Court Opinion

ID: 8356126
Source: CourtListenerOpinion
Date Created: 2022-10-18 00:05:28.333972+00
Date Added: 2024-06-11T16:45:56.948523
License: Public Domain

O’Neill, J.,
dissenting. I dissent from the majority opinion with regard to valuation depreciation. I rely upon the authority of City of Cincinnati v. Public Utilities Commission, 113 Ohio St., 259, 148 N. E., 817, paragraphs one, two and three of the syllabus, approved in City of Marietta v. Public Utilities Commission, 148 Ohio St., 173, 74 N. E. (2d), 74, paragraph one of the syllabus, and City of Cleveland v. Public Utilities Commission, 164 Ohio St., 442, 132 N. E. (2d), 216.
What until now has been considered the settled law on this question is set forth, as follows, in City of Cleveland v. Public Utilities Commission, supra, at page 448 in the per curiam opinion:
“* * * Under our statutes, the rate base is the reconstruction cost new of the utility’s property, less actual observed depreciation.” (Emphasis added.)
The commission contends that the statutory word, “existing,” should be given a different meaning from that which the court, in its prior decisions, has given it.

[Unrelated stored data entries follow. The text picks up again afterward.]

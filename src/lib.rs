//! Tetris Ladder (workspace facade crate).
//!
//! The game lives in dedicated crates under `crates/`; this package
//! re-exports them as `tetris_ladder::{core,engine,input,leaderboard,term,types}`
//! and owns the binary's configuration.

pub mod config;

pub use tetris_ladder_core as core;
pub use tetris_ladder_engine as engine;
pub use tetris_ladder_input as input;
pub use tetris_ladder_leaderboard as leaderboard;
pub use tetris_ladder_term as term;
pub use tetris_ladder_types as types;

Counsel for the commission, in answer to a question from *477the bench, stated that he recognized that the commission’s position required the overruling of decisions of this court.
The methods of determining depreciation, used both by the company’s engineer witnesses and some of the commission’s engineer witnesses, have been approved by this court in the past. This independently secured and independently presented evidence showed the valuation depreciation to be, in the case of the commission engineer, 16.90 per cent, and, in the case of the company engineer, 15.3 per cent.

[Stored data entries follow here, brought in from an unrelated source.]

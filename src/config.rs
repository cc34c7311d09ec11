//! Command-line and environment configuration.
//!
//! Environment variables provide defaults; arguments override them:
//!
//! | Variable | Argument | Meaning |
//! |----------|----------|---------|
//! | `TETRIS_MODE` | `--mode` | easy, normal or hard (case-insensitive) |
//! | `TETRIS_START_LEVEL` | `--level` | starting level, 1-30 |
//! | `TETRIS_SCORES_PATH` | `--scores` | leaderboard file (default `scores.json`) |
//! | `TETRIS_LOG_PATH` | `--log` | JSON-lines session event log |
//! | `TETRIS_SEED` | `--seed` | piece sequence seed (default: clock) |
//!
//! `tetris-ladder scores [--mode M|all] [--top N]` prints the ranking and exits.

use std::path::PathBuf;

use anyhow::{anyhow, Result};

use crate::core::SessionConfig;
use crate::leaderboard::{DEFAULT_PATH, DEFAULT_TOP_N};
use crate::types::{Mode, MAX_START_LEVEL, MIN_START_LEVEL};

pub const USAGE: &str = "\
Usage:
  tetris-ladder [--mode easy|normal|hard] [--level 1-30] [--scores PATH] [--log PATH] [--seed N]
  tetris-ladder scores [--mode easy|normal|hard|all] [--top N] [--scores PATH]

Keys:
  arrows / hjkl / wasd   move, rotate (up), soft drop (down)
  space                  hard drop
  enter                  start        p  pause/resume
  r                      restart      tab  ranking filter
  q / ctrl-c             quit
";

/// Settings for an interactive game.
#[derive(Debug, Clone, PartialEq, Eq)]
pub struct AppConfig {
    pub mode: Mode,
    pub start_level: u32,
    pub scores_path: PathBuf,
    pub log_path: Option<PathBuf>,
    pub seed: Option<u32>,
}

impl Default for AppConfig {
    fn default() -> Self {
        Self {
            mode: Mode::Normal,
            start_level: MIN_START_LEVEL,
            scores_path: PathBuf::from(DEFAULT_PATH),
            log_path: None,
            seed: None,
        }
    }
}

/// Settings for the `scores` subcommand.
#[derive(Debug, Clone, PartialEq, Eq)]
pub struct ScoresQuery {
    pub mode: Option<Mode>,
    pub top: usize,
    pub scores_path: PathBuf,
}

#[derive(Debug, Clone, PartialEq, Eq)]
pub enum Command {
    Play(AppConfig),
    Scores(ScoresQuery),
    Help,
}

impl AppConfig {
    /// Read defaults through `lookup` (environment-shaped key/value source).
    pub fn from_lookup(lookup: impl Fn(&str) -> Option<String>) -> Result<Self> {
        let var = |key: &str| {
            lookup(key)
                .map(|s| s.trim().to_string())
                .filter(|s| !s.is_empty())
        };

        let mut config = Self::default();
        if let Some(v) = var("TETRIS_MODE") {
            config.mode = parse_mode(&v).map_err(|e| anyhow!("TETRIS_MODE: {}", e))?;
        }
        if let Some(v) = var("TETRIS_START_LEVEL") {
            config.start_level =
                parse_level(&v).map_err(|e| anyhow!("TETRIS_START_LEVEL: {}", e))?;
        }
        if let Some(v) = var("TETRIS_SCORES_PATH") {
            config.scores_path = PathBuf::from(v);
        }
        if let Some(v) = var("TETRIS_LOG_PATH") {
            config.log_path = Some(PathBuf::from(v));
        }
        if let Some(v) = var("TETRIS_SEED") {
            config.seed = Some(parse_seed(&v).map_err(|e| anyhow!("TETRIS_SEED: {}", e))?);
        }
        Ok(config)
    }

    /// Apply `--flag value` overrides.
    pub fn apply_args(&mut self, args: &[String]) -> Result<()> {
        let mut i = 0usize;
        while i < args.len() {
            let flag = args[i].as_str();
            match flag {
                "--mode" => self.mode = parse_mode(flag_value(args, &mut i, flag)?)?,
                "--level" => self.start_level = parse_level(flag_value(args, &mut i, flag)?)?,
                "--scores" => self.scores_path = PathBuf::from(flag_value(args, &mut i, flag)?),
                "--log" => self.log_path = Some(PathBuf::from(flag_value(args, &mut i, flag)?)),
                "--seed" => self.seed = Some(parse_seed(flag_value(args, &mut i, flag)?)?),
                other => return Err(anyhow!("unknown argument: {}", other)),
            }
            i += 1;
        }
        Ok(())
    }

    pub fn session_config(&self) -> SessionConfig {
        SessionConfig::new(self.mode, self.start_level)
    }

    /// The configured seed, or one derived from the clock.
    pub fn seed_or_clock(&self) -> u32 {
        self.seed.unwrap_or_else(|| {
            use std::time::{SystemTime, UNIX_EPOCH};
            let nanos = SystemTime::now()
                .duration_since(UNIX_EPOCH)
                .unwrap_or_default()
                .as_nanos();
            (nanos as u32) ^ ((nanos >> 32) as u32)
        })
    }
}

/// Parse the full argument list (program name excluded).
pub fn parse_command(
    args: &[String],
    lookup: impl Fn(&str) -> Option<String>,
) -> Result<Command> {
    if args.iter().any(|a| a == "--help" || a == "-h") {
        return Ok(Command::Help);
    }

    let base = AppConfig::from_lookup(lookup)?;

    if args.first().map(String::as_str) == Some("scores") {
        let mut query = ScoresQuery {
            mode: None,
            top: DEFAULT_TOP_N,
            scores_path: base.scores_path,
        };
        let mut i = 1usize;
        while i < args.len() {
            let flag = args[i].as_str();
            match flag {
                "--mode" => {
                    let v = flag_value(args, &mut i, flag)?;
                    query.mode = if v.eq_ignore_ascii_case("all") {
                        None
                    } else {
                        Some(parse_mode(v)?)
                    };
                }
                "--top" => {
                    let v = flag_value(args, &mut i, flag)?;
                    query.top = v
                        .parse::<usize>()
                        .ok()
                        .filter(|n| *n > 0)
                        .ok_or_else(|| anyhow!("scores: invalid --top value: {}", v))?;
                }
                "--scores" => query.scores_path = PathBuf::from(flag_value(args, &mut i, flag)?),
                other => return Err(anyhow!("scores: unknown argument: {}", other)),
            }
            i += 1;
        }
        return Ok(Command::Scores(query));
    }

    let mut config = base;
    config.apply_args(args)?;
    Ok(Command::Play(config))
}

fn flag_value<'a>(args: &'a [String], i: &mut usize, flag: &str) -> Result<&'a str> {
    *i += 1;
    args.get(*i)
        .map(String::as_str)
        .ok_or_else(|| anyhow!("missing value for {}", flag))
}

fn parse_mode(s: &str) -> Result<Mode> {
    Mode::from_str(s).ok_or_else(|| anyhow!("unknown mode: {} (expected easy, normal or hard)", s))
}

fn parse_level(s: &str) -> Result<u32> {
    s.trim()
        .parse::<u32>()
        .ok()
        .filter(|l| (MIN_START_LEVEL..=MAX_START_LEVEL).contains(l))
        .ok_or_else(|| {
            anyhow!(
                "invalid level: {} (expected {}-{})",
                s,
                MIN_START_LEVEL,
                MAX_START_LEVEL
            )
        })
}

fn parse_seed(s: &str) -> Result<u32> {
    s.trim()
        .parse::<u32>()
        .map_err(|_| anyhow!("invalid seed: {}", s))
}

The commission ignored the evidence of the company and this evidence presented by its own engineer. It chose to accept the evidence of a commission engineer who arrived at the valuation depreciation of 25.36 per cent by his own method which has not previously been before this court. Admittedly, this method can not meet the test of observed depreciation, or actual depreciation, or existing depreciation unless those terms are given new and different meanings contra to prior decisions. This change in the method of determining valuation depreciation reduces the rate base by about twelve million dollars ($12,000,000).
For this court to sustain the commission in the use of this method of determining valuation depreciation without overruling the cases which have decided this point of law injects confusion, contradiction and speculation into the rate-making process.